### WORK REQUEST:
For each entry that follows, produce an exact copy.
☆ ☆ ☆
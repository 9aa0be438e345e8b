//! Error conversions - From implementations for common error types
//!
//! Conversions from database and framework errors to `AppError`.

#[cfg(any(feature = "sqlx", feature = "axum"))]
use super::app_error::AppError;
#[cfg(feature = "sqlx")]
use super::kind::ErrorKind;

// ============================================================================
// SQLx conversions (feature-gated)
// ============================================================================

/// Classify a database error without consuming it
///
/// Returns the kind and a log-safe message.
#[cfg(feature = "sqlx")]
pub fn classify_sqlx_error(err: &sqlx::Error) -> (ErrorKind, &'static str) {
    match err {
        sqlx::Error::RowNotFound => (ErrorKind::NotFound, "Record not found"),
        sqlx::Error::PoolTimedOut | sqlx::Error::PoolClosed => (
            ErrorKind::ServiceUnavailable,
            "Database connection pool exhausted",
        ),
        // https://www.postgresql.org/docs/current/errcodes-appendix.html
        sqlx::Error::Database(db_err) => match db_err.code().as_deref() {
            Some("23505") => (ErrorKind::Conflict, "Duplicate key value"),
            Some("23502") => (ErrorKind::BadRequest, "Required field is null"),
            Some("53000" | "53100" | "53200" | "53300") => {
                (ErrorKind::ServiceUnavailable, "Database resource exhausted")
            }
            Some("57P01" | "57P02" | "57P03") => {
                (ErrorKind::ServiceUnavailable, "Database unavailable")
            }
            _ => (ErrorKind::InternalServerError, "Database error"),
        },
        sqlx::Error::Io(_) => (ErrorKind::ServiceUnavailable, "Database connection error"),
        _ => (ErrorKind::InternalServerError, "Database error"),
    }
}

#[cfg(feature = "sqlx")]
impl From<sqlx::Error> for AppError {
    fn from(err: sqlx::Error) -> Self {
        let (kind, message) = classify_sqlx_error(&err);
        AppError::new(kind, message).with_source(err)
    }
}

// ============================================================================
// Axum conversions (feature-gated)
// ============================================================================

/// Plain-text body, matching the rest of the server's text responses.
#[cfg(feature = "axum")]
impl axum::response::IntoResponse for AppError {
    fn into_response(self) -> axum::response::Response {
        use axum::http::StatusCode;

        let status =
            StatusCode::from_u16(self.status_code()).unwrap_or(StatusCode::INTERNAL_SERVER_ERROR);

        (status, self.public_message().to_owned()).into_response()
    }
}
//! Cookie Management Infrastructure
//!
//! `Set-Cookie` construction and `Cookie` header parsing.

use axum::http::{HeaderMap, HeaderValue, header, header::InvalidHeaderValue};

/// SameSite policy for cookies
#[derive(Debug, Clone, Copy, PartialEq, Eq, Default)]
pub enum SameSite {
    Strict,
    #[default]
    Lax,
    None,
}

impl SameSite {
    pub fn as_str(&self) -> &'static str {
        match self {
            SameSite::Strict => "Strict",
            SameSite::Lax => "Lax",
            SameSite::None => "None",
        }
    }
}

/// Cookie configuration
#[derive(Debug, Clone)]
pub struct CookieConfig {
    pub name: String,
    pub secure: bool,
    pub http_only: bool,
    pub same_site: SameSite,
    pub path: String,
    pub max_age_secs: Option<u64>,
}

impl Default for CookieConfig {
    fn default() -> Self {
        Self {
            name: "session".to_string(),
            secure: true,
            http_only: true,
            same_site: SameSite::Lax,
            path: "/".to_string(),
            max_age_secs: None,
        }
    }
}

impl CookieConfig {
    /// Build Set-Cookie header value
    pub fn build_set_cookie(&self, value: &str) -> String {
        self.build(value, self.max_age_secs)
    }

    /// Build Set-Cookie header that makes the browser drop the cookie
    pub fn build_delete_cookie(&self) -> String {
        let mut cookie = self.build("", Some(0));
        cookie.push_str("; Expires=Thu, 01 Jan 1970 00:00:00 GMT");
        cookie
    }

    /// [`Self::build_set_cookie`] as a header value
    pub fn set_cookie_header(&self, value: &str) -> Result<HeaderValue, InvalidHeaderValue> {
        HeaderValue::from_str(&self.build_set_cookie(value))
    }

    /// [`Self::build_delete_cookie`] as a header value
    pub fn delete_cookie_header(&self) -> Result<HeaderValue, InvalidHeaderValue> {
        HeaderValue::from_str(&self.build_delete_cookie())
    }

    fn build(&self, value: &str, max_age_secs: Option<u64>) -> String {
        let mut cookie = format!("{}={}", self.name, value);

        if self.http_only {
            cookie.push_str("; HttpOnly");
        }
        if self.secure {
            cookie.push_str("; Secure");
        }
        cookie.push_str(&format!("; SameSite={}", self.same_site.as_str()));
        cookie.push_str(&format!("; Path={}", self.path));

        if let Some(max_age) = max_age_secs {
            cookie.push_str(&format!("; Max-Age={}", max_age));
        }

        cookie
    }
}

/// Extract a cookie value from headers
///
/// Looks through every `Cookie` header; the first matching name wins.
pub fn extract_cookie(headers: &HeaderMap, name: &str) -> Option<String> {
    headers
        .get_all(header::COOKIE)
        .iter()
        .filter_map(|value| value.to_str().ok())
        .flat_map(|value| value.split(';'))
        .find_map(|cookie| {
            let (key, value) = cookie.trim().split_once('=')?;

            if key == name {
                Some(value.to_string())
            } else {
                None
            }
        })
}
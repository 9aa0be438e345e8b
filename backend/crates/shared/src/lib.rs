//! Shared Kernel
//!
//! The error vocabulary shared by every crate in the workspace:
//! - [`error::kind::ErrorKind`] classification mapped to HTTP status codes
//! - [`error::app_error::AppError`] and the [`error::app_error::AppResult`] alias
//! - Conversions from database and framework errors (feature-gated)

pub mod error {
    pub mod app_error;
    pub mod conversions;
    pub mod kind;
}
//! Application Layer
//!
//! Use cases and application services.

pub mod check_session;
pub mod config;
pub mod login;
pub mod logout;
pub mod register;
mod session;

// Re-exports
pub use check_session::CheckSessionUseCase;
pub use config::AuthConfig;
pub use login::{LoginInput, LoginOutcome, LoginUseCase};
pub use logout::LogoutUseCase;
pub use register::{RegisterInput, RegisterOutcome, RegisterUseCase};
☆ ☆ ☆
### REPLY:
repository 9aa0be438e345e8b
//! Error conversions - From implementations for common error types
//!
//! Conversions from database and framework errors to `AppError`.

#[cfg(any(feature = "sqlx", feature = "axum"))]
use super::app_error::AppError;
#[cfg(feature = "sqlx")]
use super::kind::ErrorKind;

// ============================================================================
// SQLx conversions (feature-gated)
// ============================================================================

/// Classify a database error without consuming it
///
/// Returns the kind and a log-safe message.
#[cfg(feature = "sqlx")]
pub fn classify_sqlx_error(err: &sqlx::Error) -> (ErrorKind, &'static str) {
    match err {
        sqlx::Error::RowNotFound => (ErrorKind::NotFound, "Record not found"),
        sqlx::Error::PoolTimedOut | sqlx::Error::PoolClosed => (
            ErrorKind::ServiceUnavailable,
            "Database connection pool exhausted",
        ),
        // https://www.postgresql.org/docs/current/errcodes-appendix.html
        sqlx::Error::Database(db_err) => match db_err.code().as_deref() {
            Some("23505") => (ErrorKind::Conflict, "Duplicate key value"),
            Some("23502") => (ErrorKind::BadRequest, "Required field is null"),
            Some("53000" | "53100" | "53200" | "53300") => {
                (ErrorKind::ServiceUnavailable, "Database resource exhausted")
            }
            Some("57P01" | "57P02" | "57P03") => {
                (ErrorKind::ServiceUnavailable, "Database unavailable")
            }
            _ => (ErrorKind::InternalServerError, "Database error"),
        },
        sqlx::Error::Io(_) => (ErrorKind::ServiceUnavailable, "Database connection error"),
        _ => (ErrorKind::InternalServerError, "Database error"),
    }
}

#[cfg(feature = "sqlx")]
impl From<sqlx::Error> for AppError {
    fn from(err: sqlx::Error) -> Self {
        let (kind, message) = classify_sqlx_error(&err);
        AppError::new(kind, message).with_source(err)
    }
}

// ============================================================================
// Axum conversions (feature-gated)
// ============================================================================

/// Plain-text body, matching the rest of the server's text responses.
#[cfg(feature = "axum")]
impl axum::response::IntoResponse for AppError {
    fn into_response(self) -> axum::response::Response {
        use axum::http::StatusCode;

        let status =
            StatusCode::from_u16(self.status_code()).unwrap_or(StatusCode::INTERNAL_SERVER_ERROR);

        (status, self.public_message().to_owned()).into_response()
    }
}
//! Cookie Management Infrastructure
//!
//! `Set-Cookie` construction and `Cookie` header parsing.

use axum::http::{HeaderMap, HeaderValue, header, header::InvalidHeaderValue};

/// SameSite policy for cookies
#[derive(Debug, Clone, Copy, PartialEq, Eq, Default)]
pub enum SameSite {
    Strict,
    #[default]
    Lax,
    None,
}

impl SameSite {
    pub fn as_str(&self) -> &'static str {
        match self {
            SameSite::Strict => "Strict",
            SameSite::Lax => "Lax",
            SameSite::None => "None",
        }
    }
}

/// Cookie configuration
#[derive(Debug, Clone)]
pub struct CookieConfig {
    pub name: String,
    pub secure: bool,
    pub http_only: bool,
    pub same_site: SameSite,
    pub path: String,
    pub max_age_secs: Option<u64>,
}

impl Default for CookieConfig {
    fn default() -> Self {
        Self {
            name: "session".to_string(),
            secure: true,
            http_only: true,
            same_site: SameSite::Lax,
            path: "/".to_string(),
            max_age_secs: None,
        }
    }
}

impl CookieConfig {
    /// Build Set-Cookie header value
    pub fn build_set_cookie(&self, value: &str) -> String {
        self.build(value, self.max_age_secs)
    }

    /// Build Set-Cookie header that makes the browser drop the cookie
    pub fn build_delete_cookie(&self) -> String {
        let mut cookie = self.build("", Some(0));
        cookie.push_str("; Expires=Thu, 01 Jan 1970 00:00:00 GMT");
        cookie
    }

    /// [`Self::build_set_cookie`] as a header value
    pub fn set_cookie_header(&self, value: &str) -> Result<HeaderValue, InvalidHeaderValue> {
        HeaderValue::from_str(&self.build_set_cookie(value))
    }

    /// [`Self::build_delete_cookie`] as a header value
    pub fn delete_cookie_header(&self) -> Result<HeaderValue, InvalidHeaderValue> {
        HeaderValue::from_str(&self.build_delete_cookie())
    }

    fn build(&self, value: &str, max_age_secs: Option<u64>) -> String {
        let mut cookie = format!("{}={}", self.name, value);

        if self.http_only {
            cookie.push_str("; HttpOnly");
        }
        if self.secure {
            cookie.push_str("; Secure");
        }
        cookie.push_str(&format!("; SameSite={}", self.same_site.as_str()));
        cookie.push_str(&format!("; Path={}", self.path));

        if let Some(max_age) = max_age_secs {
            cookie.push_str(&format!("; Max-Age={}", max_age));
        }

        cookie
    }
}

/// Extract a cookie value from headers
///
/// Looks through every `Cookie` header; the first matching name wins.
pub fn extract_cookie(headers: &HeaderMap, name: &str) -> Option<String> {
    headers
        .get_all(header::COOKIE)
        .iter()
        .filter_map(|value| value.to_str().ok())
        .flat_map(|value| value.split(';'))
        .find_map(|cookie| {
            let (key, value) = cookie.trim().split_once('=')?;

            if key == name {
                Some(value.to_string())
            } else {
                None
            }
        })
}
repository 9aa0be438e345e8b
filename backend/crates/shared/src/lib.rs
//! Shared Kernel
//!
//! The error vocabulary shared by every crate in the workspace:
//! - [`error::kind::ErrorKind`] classification mapped to HTTP status codes
//! - [`error::app_error::AppError`] and the [`error::app_error::AppResult`] alias
//! - Conversions from database and framework errors (feature-gated)

pub mod error {
    pub mod app_error;
    pub mod conversions;
    pub mod kind;
}
//! Application Layer
//!
//! Use cases and application services.

pub mod check_session;
pub mod config;
pub mod login;
pub mod logout;
pub mod register;
mod session;

// Re-exports
pub use check_session::CheckSessionUseCase;
pub use config::AuthConfig;
pub use login::{LoginInput, LoginOutcome, LoginUseCase};
pub use logout::LogoutUseCase;
pub use register::{RegisterInput, RegisterOutcome, RegisterUseCase};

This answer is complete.